Thanks for your response. Here are two scripts, please save them as script_1.py and script_2.py in the working directory. For this experiment, I’m using a model from huggingface, but the results are similar with my own segmentation model (nnU-Net).
# Save this as script_1.py
import torch
import numpy as np
import random
import requests
import pickle
import argparse
if __name__ == '__main__':
parser = argparse.ArgumentParser()
parser.add_argument("--result_filename", help="location to save the result prediction")
args = parser.parse_args()
# Set the seed for all random number generators
seed = 42
torch.manual_seed(seed)
random.seed(seed)
np.random.seed(seed)
torch.cuda.manual_seed(seed)
torch.cuda.manual_seed_all(seed)
# Ensure deterministic behavior
torch.backends.cudnn.deterministic = True
torch.backends.cudnn.benchmark = False
# Set CUBLAS workspace config to ensure deterministic cuBLAS
import os
os.environ["CUBLAS_WORKSPACE_CONFIG"] = ":4096:8"

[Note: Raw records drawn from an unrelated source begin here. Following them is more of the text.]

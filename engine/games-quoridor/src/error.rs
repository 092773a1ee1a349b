//! Error types raised by the Quoridor engine.

use engine_core::Player;
use thiserror::Error;

/// Errors returned when constructing a game or applying an action
#[derive(Debug, Clone, PartialEq, Eq, Error)]
pub enum QuoridorError {
    #[error("invalid configuration: {0}")]
    Configuration(String),

    #[error("action {action} is out of range (action size {size})")]
    ActionOutOfRange { action: usize, size: usize },

    #[error("player {player} tried to move but it is player {to_move}'s turn")]
    NotPlayersTurn { player: Player, to_move: Player },

    #[error("game is already over")]
    GameOver,

    #[error("pawn move {action} is not legal in this position")]
    IllegalMove { action: usize },

    #[error("wall action {action} rejected: {reason}")]
    InvalidWallPlacement {
        action: usize,
        reason: WallRejection,
    },
}

/// Why a wall placement was refused
#[derive(Debug, Clone, Copy, PartialEq, Eq, Hash, Error)]
pub enum WallRejection {
    #[error("slot already holds a wall")]
    Occupied,

    #[error("crosses a wall of the other orientation")]
    Crossing,

    #[error("overlaps a neighbouring wall")]
    Overlap,

    #[error("no walls left")]
    NoWallsLeft,

    #[error("would cut player {0} off from their goal row")]
    SealsPath(Player),
}
//! Action codec: the mapping between flat action indices and moves.
//!
//! # Layout
//!
//! ```text
//! 0..4                 steps          N, S, E, W
//! 4..8                 straight jumps JN, JS, JE, JW
//! 8..12                diagonal jumps NE, NW, SE, SW
//! 12..12+m*m           vertical walls   (slot y*m + x)
//! 12+m*m..12+2*m*m     horizontal walls (slot y*m + x)
//! ```
//!
//! where `m = n - 1` is the number of wall slots per side. North is `+y`.

use crate::error::QuoridorError;

/// Number of pawn actions (steps, straight jumps and diagonal jumps)
pub const PAWN_ACTIONS: usize = 12;

const JUMP_OFFSET: usize = 4;
const DIAGONAL_OFFSET: usize = 8;

/// One of the four orthogonal directions
#[derive(Debug, Clone, Copy, PartialEq, Eq, Hash)]
pub enum Direction {
    North,
    South,
    East,
    West,
}

impl Direction {
    pub const ALL: [Direction; 4] = [
        Direction::North,
        Direction::South,
        Direction::East,
        Direction::West,
    ];

    /// Position within the step and jump blocks
    pub fn index(self) -> usize {
        match self {
            Direction::North => 0,
            Direction::South => 1,
            Direction::East => 2,
            Direction::West => 3,
        }
    }

    pub fn opposite(self) -> Direction {
        match self {
            Direction::North => Direction::South,
            Direction::South => Direction::North,
            Direction::East => Direction::West,
            Direction::West => Direction::East,
        }
    }

    /// Coordinate offset `(dx, dy)`
    pub fn delta(self) -> (i32, i32) {
        match self {
            Direction::North => (0, 1),
            Direction::South => (0, -1),
            Direction::East => (1, 0),
            Direction::West => (-1, 0),
        }
    }
}

/// One of the four diagonal jump directions
#[derive(Debug, Clone, Copy, PartialEq, Eq, Hash)]
pub enum Diagonal {
    NorthEast,
    NorthWest,
    SouthEast,
    SouthWest,
}

impl Diagonal {
    pub const ALL: [Diagonal; 4] = [
        Diagonal::NorthEast,
        Diagonal::NorthWest,
        Diagonal::SouthEast,
        Diagonal::SouthWest,
    ];

    pub fn index(self) -> usize {
        match self {
            Diagonal::NorthEast => 0,
            Diagonal::NorthWest => 1,
            Diagonal::SouthEast => 2,
            Diagonal::SouthWest => 3,
        }
    }

    /// The vertical and horizontal components of the diagonal
    pub fn components(self) -> (Direction, Direction) {
        match self {
            Diagonal::NorthEast => (Direction::North, Direction::East),
            Diagonal::NorthWest => (Direction::North, Direction::West),
            Diagonal::SouthEast => (Direction::South, Direction::East),
            Diagonal::SouthWest => (Direction::South, Direction::West),
        }
    }
}

/// Wall orientation
#[derive(Debug, Clone, Copy, PartialEq, Eq, Hash)]
pub enum Orientation {
    /// Separates horizontally adjacent cells; spans two rows.
    Vertical,
    /// Separates vertically adjacent cells; spans two columns.
    Horizontal,
}

impl Orientation {
    pub fn other(self) -> Orientation {
        match self {
            Orientation::Vertical => Orientation::Horizontal,
            Orientation::Horizontal => Orientation::Vertical,
        }
    }
}

/// A decoded action
#[derive(Debug, Clone, Copy, PartialEq, Eq, Hash)]
pub enum Move {
    Step(Direction),
    Jump(Direction),
    DiagonalJump(Diagonal),
    Wall {
        x: u8,
        y: u8,
        orientation: Orientation,
    },
}

impl Move {
    pub fn is_pawn_move(&self) -> bool {
        !matches!(self, Move::Wall { .. })
    }
}

/// Encodes and decodes actions for one board size
#[derive(Debug, Clone, Copy, PartialEq, Eq)]
pub struct ActionCodec {
    slots_per_side: usize,
}

impl ActionCodec {
    /// Codec for an `n x n` board
    pub fn new(board_size: usize) -> Self {
        Self {
            slots_per_side: board_size.saturating_sub(1),
        }
    }

    /// Total number of actions, `12 + 2 * (n-1)^2`
    pub fn action_size(&self) -> usize {
        PAWN_ACTIONS + 2 * self.wall_slots()
    }

    /// Number of wall slots of one orientation
    pub fn wall_slots(&self) -> usize {
        self.slots_per_side * self.slots_per_side
    }

    pub fn slots_per_side(&self) -> usize {
        self.slots_per_side
    }

    pub fn decode(&self, action: usize) -> Result<Move, QuoridorError> {
        let size = self.action_size();
        if action >= size {
            return Err(QuoridorError::ActionOutOfRange { action, size });
        }

        let mv = match action {
            a if a < JUMP_OFFSET => Move::Step(Direction::ALL[a]),
            a if a < DIAGONAL_OFFSET => Move::Jump(Direction::ALL[a - JUMP_OFFSET]),
            a if a < PAWN_ACTIONS => Move::DiagonalJump(Diagonal::ALL[a - DIAGONAL_OFFSET]),
            a => {
                let wall = a - PAWN_ACTIONS;
                let slots = self.wall_slots();
                let (orientation, slot) = if wall < slots {
                    (Orientation::Vertical, wall)
                } else {
                    (Orientation::Horizontal, wall - slots)
                };
                Move::Wall {
                    x: (slot % self.slots_per_side) as u8,
                    y: (slot / self.slots_per_side) as u8,
                    orientation,
                }
            }
        };
        Ok(mv)
    }

    pub fn encode(&self, mv: Move) -> usize {
        match mv {
            Move::Step(dir) => dir.index(),
            Move::Jump(dir) => JUMP_OFFSET + dir.index(),
            Move::DiagonalJump(diag) => DIAGONAL_OFFSET + diag.index(),
            Move::Wall { x, y, orientation } => self.wall_action(x, y, orientation),
        }
    }

    /// Action index of the wall at slot `(x, y)`
    pub fn wall_action(&self, x: u8, y: u8, orientation: Orientation) -> usize {
        let slot = y as usize * self.slots_per_side + x as usize;
        match orientation {
            Orientation::Vertical => PAWN_ACTIONS + slot,
            Orientation::Horizontal => PAWN_ACTIONS + self.wall_slots() + slot,
        }
    }
}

torch.use_deterministic_algorithms(True)
torch.set_num_threads(1)
# Download the file
url = 'https://huggingface.co/spaces/Xajimel/Practica3/resolve/main/unet.pth'
response = requests.get(url)
with open('model.pt', 'wb') as f:
f.write(response.content)
model = torch.jit.load('model.pt')
model = model.to(torch.device('cuda:0'))
model = model.half()
# Create a random array
torch.manual_seed(0)
random_arr = torch.randn(1, 3, 224, 224, dtype = torch.half).to(torch.device('cuda:0'))
pred = model(random_arr).to(torch.device('cpu')).detach().numpy()
with open(args.result_filename, 'wb') as f:
pickle.dump(pred, f)
# Save this as script_2.py
import pickle
import numpy as np
with open('pred1.pkl', 'rb') as f:
a = pickle.load(f)
with open('pred2.pkl', 'rb') as f:
b = pickle.load(f)
print('Length of a: ', len(a))
print('Length of b: ', len(b))
print('Shape of first element in a: ', a[0].shape)
print('Shape of first element in b: ', b[0].shape)
diff = a[0] - b[0]
print('Min diff: ', np.min(diff))
print('Max diff: ', np.max(diff))
Run this with the following commands.
python script_1.py --result_filename pred1.pkl
python script_1.py --result_filename pred2.pkl
python script_2.py
Something I found interesting was that if I change the url
in script_1.py
to a different model (say this one), I see no differences in the prediction.
I wonder if the issue then is non-determinism in some layers in the nnU-Net model or the way I’m saving the model. This is how I save the model.
self.network = self.network.to(self.device)
self.network.eval()
torch.use_deterministic_algorithms(True)
traced_model = torch.jit.trace(self.network, torch.randn(1, 1, 224, 224, 224).to(self.device))
torch.jit.save(traced_model, 'model.pt')
Let me know what you think or if you need some more info. Thanks!